TASK TO COMPLETE: Quote, with no changes, the lines that run from the top of the material to the line with "pub struct Config", both included.

PROVIDED MATERIAL:

────────────────────

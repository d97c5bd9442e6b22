//! Site configuration parsing and management.

use serde::{Deserialize, Serialize};
use std::collections::BTreeMap;
use std::path::{Path, PathBuf};
use thiserror::Error;

#[derive(Error, Debug)]
pub enum ConfigError {
    #[error("Failed to read config file: {0}")]
    ReadError(#[from] std::io::Error),

    #[error("Failed to parse YAML: {0}")]
    ParseError(#[from] serde_yaml::Error),
}

/// Main configuration struct matching the askides.yml schema
#[derive(Debug, Clone, Serialize, Deserialize)]
pub struct Config {
    pub site: SiteConfig,

    #[serde(default)]
    pub paths: PathsConfig,

    #[serde(default)]
    pub image: ImageConfig,

    /// Permanent redirects, keyed by request path
    #[serde(default)]
    pub redirects: BTreeMap<String, String>,

    #[serde(default = "default_robots")]
    pub robots: Vec<RobotsRule>,

    // Internal: path to config file (for relative path resolution)
    #[serde(skip)]
    config_path: Option<PathBuf>,
}

#[derive(Debug, Clone, Serialize, Deserialize)]
pub struct SiteConfig {
    pub title: String,
    pub description: String,

    #[serde(default)]
    pub author: String,

    /// Absolute base URL, e.g. "https://askides.com" (no trailing slash)
    pub url: String,

    #[serde(default)]
    pub intro: Option<String>,

    #[serde(default = "default_twitter")]
    pub twitter: String,
}

fn default_twitter() -> String {
    String::from("@usevoltion")
}

#[derive(Debug, Clone, Serialize, Deserialize)]
pub struct PathsConfig {
    #[serde(default = "default_articles")]
    pub articles: PathBuf,

    /// Font file used by the social image renderer
    #[serde(default)]
    pub font: Option<PathBuf>,
}

fn default_articles() -> PathBuf {
    PathBuf::from("articles")
}

impl Default for PathsConfig {
    fn default() -> Self {
        Self {
            articles: default_articles(),
            font: None,
        }
    }
}

#[derive(Debug, Clone, Serialize, Deserialize)]
pub struct ImageConfig {
    #[serde(default = "default_image_width")]
    pub width: u32,

    #[serde(default = "default_image_height")]
    pub height: u32,

    #[serde(default = "default_fallback_title")]
    pub fallback_title: String,

    #[serde(default = "default_gradient_from")]
    pub gradient_from: String,

    #[serde(default = "default_gradient_to")]
    pub gradient_to: String,
}

fn default_image_width() -> u32 {
    1200
}

fn default_image_height() -> u32 {
    630
}

fn default_fallback_title() -> String {
    String::from("Askides")
}

fn default_gradient_from() -> String {
    String::from("#1a2980")
}

fn default_gradient_to() -> String {
    String::from("#2196f3")
}

impl Default for ImageConfig {
    fn default() -> Self {
        Self {
            width: default_image_width(),
            height: default_image_height(),
            fallback_title: default_fallback_title(),
            gradient_from: default_gradient_from(),
            gradient_to: default_gradient_to(),
        }
    }
}

/// One `User-agent` group in robots.txt
#[derive(Debug, Clone, PartialEq, Eq, Serialize, Deserialize)]
pub struct RobotsRule {
    pub agent: String,

    #[serde(default)]
    pub allow: Vec<String>,

    #[serde(default)]
    pub disallow: Vec<String>,
}

fn default_robots() -> Vec<RobotsRule> {
    vec![RobotsRule {
        agent: "*".into(),
        allow: vec!["/".into()],
        disallow: vec![],
    }]
}

impl Config {
    /// Load configuration from a YAML file
    pub fn from_file<P: AsRef<Path>>(path: P) -> Result<Self, ConfigError> {
        let path = path.as_ref();
        let contents = std::fs::read_to_string(path)?;
        let mut config = Self::from_yaml(&contents)?;

        // Store config file path for relative path resolution
        config.config_path = Some(path.to_path_buf());

        Ok(config)
    }

    /// Parse configuration from a YAML string; relative paths resolve
    /// against the working directory.
    pub fn from_yaml(contents: &str) -> Result<Self, ConfigError> {
        Ok(serde_yaml::from_str(contents)?)
    }

    /// Get the article content root, resolved relative to the config file
    pub fn articles_dir(&self) -> PathBuf {
        self.resolve_path(&self.paths.articles)
    }

    /// Get the social image font file, resolved relative to the config file
    pub fn font_path(&self) -> Option<PathBuf> {
        self.paths.font.as_ref().map(|p| self.resolve_path(p))
    }

    /// Site base URL exactly as configured
    pub fn base_url(&self) -> &str {
        &self.site.url
    }

    /// Resolve a path relative to the config file location
    fn resolve_path(&self, path: &Path) -> PathBuf {
        if path.is_absolute() {
            path.to_path_buf()
        } else if let Some(parent) = self.config_path.as_deref().and_then(Path::parent) {
            parent.join(path)
        } else {
            path.to_path_buf()
        }
    }
}
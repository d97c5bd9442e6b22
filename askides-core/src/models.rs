//! Content model structs for articles.

use chrono::{DateTime, NaiveDate, NaiveDateTime, Utc};
use serde::{Deserialize, Serialize};

/// Front-matter attributes of an article file.
///
/// Every field is optional: a document missing a key simply produces an
/// article without that field, nothing is validated.
#[derive(Debug, Clone, Default, PartialEq, Eq, Serialize, Deserialize)]
pub struct ArticleAttributes {
    #[serde(default, skip_serializing_if = "Option::is_none")]
    pub title: Option<String>,

    #[serde(default, skip_serializing_if = "Option::is_none")]
    pub date: Option<String>,

    #[serde(default, skip_serializing_if = "Option::is_none")]
    pub description: Option<String>,
}

impl ArticleAttributes {
    /// The `date` attribute as a UTC timestamp, when it parses
    pub fn parsed_date(&self) -> Option<DateTime<Utc>> {
        self.date.as_deref().and_then(parse_date)
    }
}

/// Listing entry: attributes plus the slug derived from the file path
#[derive(Debug, Clone, PartialEq, Eq, Serialize, Deserialize)]
pub struct ArticlePreview {
    pub slug: String,

    #[serde(flatten)]
    pub attributes: ArticleAttributes,
}

impl ArticlePreview {
    pub fn title(&self) -> &str {
        self.attributes.title.as_deref().unwrap_or_default()
    }

    pub fn description(&self) -> &str {
        self.attributes.description.as_deref().unwrap_or_default()
    }

    /// Site-relative URL of the article page
    pub fn url(&self) -> String {
        format!("/s/{}", self.slug)
    }
}

/// A fully rendered article.
///
/// `content` is HTML produced from author-controlled markdown and is emitted
/// unescaped. Never build an `Article` from markdown an outsider can write.
#[derive(Debug, Clone, PartialEq, Eq, Serialize, Deserialize)]
pub struct Article {
    #[serde(flatten)]
    pub preview: ArticlePreview,

    pub content: String,
}

impl Article {
    pub fn slug(&self) -> &str {
        &self.preview.slug
    }

    pub fn title(&self) -> &str {
        self.preview.title()
    }

    pub fn description(&self) -> &str {
        self.preview.description()
    }
}

/// Parse a front-matter date.
///
/// Accepts RFC 3339, `YYYY-MM-DD`, `YYYY-MM-DD HH:MM[:SS]` and
/// `Month D, YYYY`. Naive values are taken as UTC.
pub fn parse_date(raw: &str) -> Option<DateTime<Utc>> {
    let raw = raw.trim();

    if let Ok(dt) = DateTime::parse_from_rfc3339(raw) {
        return Some(dt.with_timezone(&Utc));
    }

    for fmt in ["%Y-%m-%dT%H:%M:%S", "%Y-%m-%d %H:%M:%S", "%Y-%m-%d %H:%M"] {
        if let Ok(dt) = NaiveDateTime::parse_from_str(raw, fmt) {
            return Some(dt.and_utc());
        }
    }

    for fmt in ["%Y-%m-%d", "%B %d, %Y", "%b %d, %Y"] {
        if let Ok(date) = NaiveDate::parse_from_str(raw, fmt) {
            return date.and_hms_opt(0, 0, 0).map(|dt| dt.and_utc());
        }
    }

    None
}
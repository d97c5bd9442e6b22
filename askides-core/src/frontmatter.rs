//! Front-matter parsing from article files.

use crate::models::ArticleAttributes;
use regex::Regex;
use std::sync::OnceLock;
use thiserror::Error;

#[derive(Error, Debug)]
pub enum FrontmatterError {
    #[error("Invalid YAML: {0}")]
    YamlError(#[from] serde_yaml::Error),
}

static FRONTMATTER_REGEX: OnceLock<Regex> = OnceLock::new();

fn frontmatter_regex() -> &'static Regex {
    FRONTMATTER_REGEX.get_or_init(|| {
        Regex::new(r"(?s)^\x{FEFF}?---[ \t]*\r?\n(?:(.*?)\r?\n)?---[ \t]*(?:\r?\n|$)(.*)$").unwrap()
    })
}

/// Split a document into its front-matter attributes and markdown body.
///
/// Documents without a leading `---` block parse to empty attributes with the
/// whole text as body. Unknown keys are ignored.
///
/// # Example
///
/// ```
/// use askides_core::frontmatter::parse_frontmatter;
///
/// let content = "---\ntitle: My Post\ndate: 2025-01-01\n---\n# Hello World\n";
///
/// let (attrs, body) = parse_frontmatter(content).unwrap();
/// assert_eq!(attrs.title.as_deref(), Some("My Post"));
/// assert_eq!(attrs.date.as_deref(), Some("2025-01-01"));
/// assert_eq!(body, "# Hello World\n");
/// ```
pub fn parse_frontmatter(content: &str) -> Result<(ArticleAttributes, &str), FrontmatterError> {
    let Some(captures) = frontmatter_regex().captures(content) else {
        return Ok((ArticleAttributes::default(), content));
    };

    let yaml = captures.get(1).map_or("", |m| m.as_str());
    let body = captures.get(2).map_or("", |m| m.as_str());

    // An empty block is valid and carries no attributes
    let attributes = if yaml.trim().is_empty() {
        ArticleAttributes::default()
    } else {
        serde_yaml::from_str::<Option<ArticleAttributes>>(yaml)?.unwrap_or_default()
    };

    Ok((attributes, body))
}

#[cfg(test)]
mod tests {
    use super::*;

    #[test]
    fn test_parse_valid_frontmatter() {
        let content = r#"---
title: Test Post
description: A test post
date: 2025-01-01
---

# Hello World

This is the content."#;

        let (attrs, body) = parse_frontmatter(content).unwrap();
        assert_eq!(attrs.title.as_deref(), Some("Test Post"));
        assert_eq!(attrs.description.as_deref(), Some("A test post"));
        assert_eq!(attrs.date.as_deref(), Some("2025-01-01"));
        assert!(body.contains("# Hello World"));
        assert!(body.contains("This is the content."));
    }

    #[test]
    fn test_missing_fields_stay_empty() {
        let content = "---\ntitle: Only Title\n---\nBody";
        let (attrs, body) = parse_frontmatter(content).unwrap();
        assert_eq!(attrs.title.as_deref(), Some("Only Title"));
        assert_eq!(attrs.date, None);
        assert_eq!(attrs.description, None);
        assert_eq!(body, "Body");
    }

    #[test]
    fn test_unknown_keys_ignored() {
        let content = "---\ntitle: Tagged\ntags:\n  - rust\n---\nContent.";
        let (attrs, _) = parse_frontmatter(content).unwrap();
        assert_eq!(attrs.title.as_deref(), Some("Tagged"));
    }

    #[test]
    fn test_parse_no_frontmatter() {
        let content = "# Just Content\n\nNo frontmatter here.";
        let (attrs, body) = parse_frontmatter(content).unwrap();
        assert_eq!(attrs, ArticleAttributes::default());
        assert_eq!(body, content);
    }

    #[test]
    fn test_empty_frontmatter_block() {
        let (attrs, body) = parse_frontmatter("---\n---\nBody").unwrap();
        assert_eq!(attrs, ArticleAttributes::default());
        assert_eq!(body, "Body");
    }

    #[test]
    fn test_crlf_line_endings() {
        let content = "---\r\ntitle: Windows\r\n---\r\nBody\r\n";
        let (attrs, body) = parse_frontmatter(content).unwrap();
        assert_eq!(attrs.title.as_deref(), Some("Windows"));
        assert_eq!(body, "Body\r\n");
    }

    #[test]
    fn test_quoted_values() {
        let content = "---\ntitle: \"Colons: everywhere\"\ndescription: 'It''s fine'\n---\n";
        let (attrs, body) = parse_frontmatter(content).unwrap();
        assert_eq!(attrs.title.as_deref(), Some("Colons: everywhere"));
        assert_eq!(attrs.description.as_deref(), Some("It's fine"));
        assert_eq!(body, "");
    }

    #[test]
    fn test_invalid_yaml() {
        let content = r#"---
title: Test
invalid yaml: [unclosed
---

Content."#;

        assert!(parse_frontmatter(content).is_err());
    }
}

────────────────────

REPLY:
repository d97c5bd9442e6b22
//! Site configuration parsing and management.

use serde::{Deserialize, Serialize};
use std::collections::BTreeMap;
use std::path::{Path, PathBuf};
use thiserror::Error;

#[derive(Error, Debug)]
pub enum ConfigError {
    #[error("Failed to read config file: {0}")]
    ReadError(#[from] std::io::Error),

    #[error("Failed to parse YAML: {0}")]
    ParseError(#[from] serde_yaml::Error),
}

/// Main configuration struct matching the askides.yml schema
#[derive(Debug, Clone, Serialize, Deserialize)]
pub struct Config {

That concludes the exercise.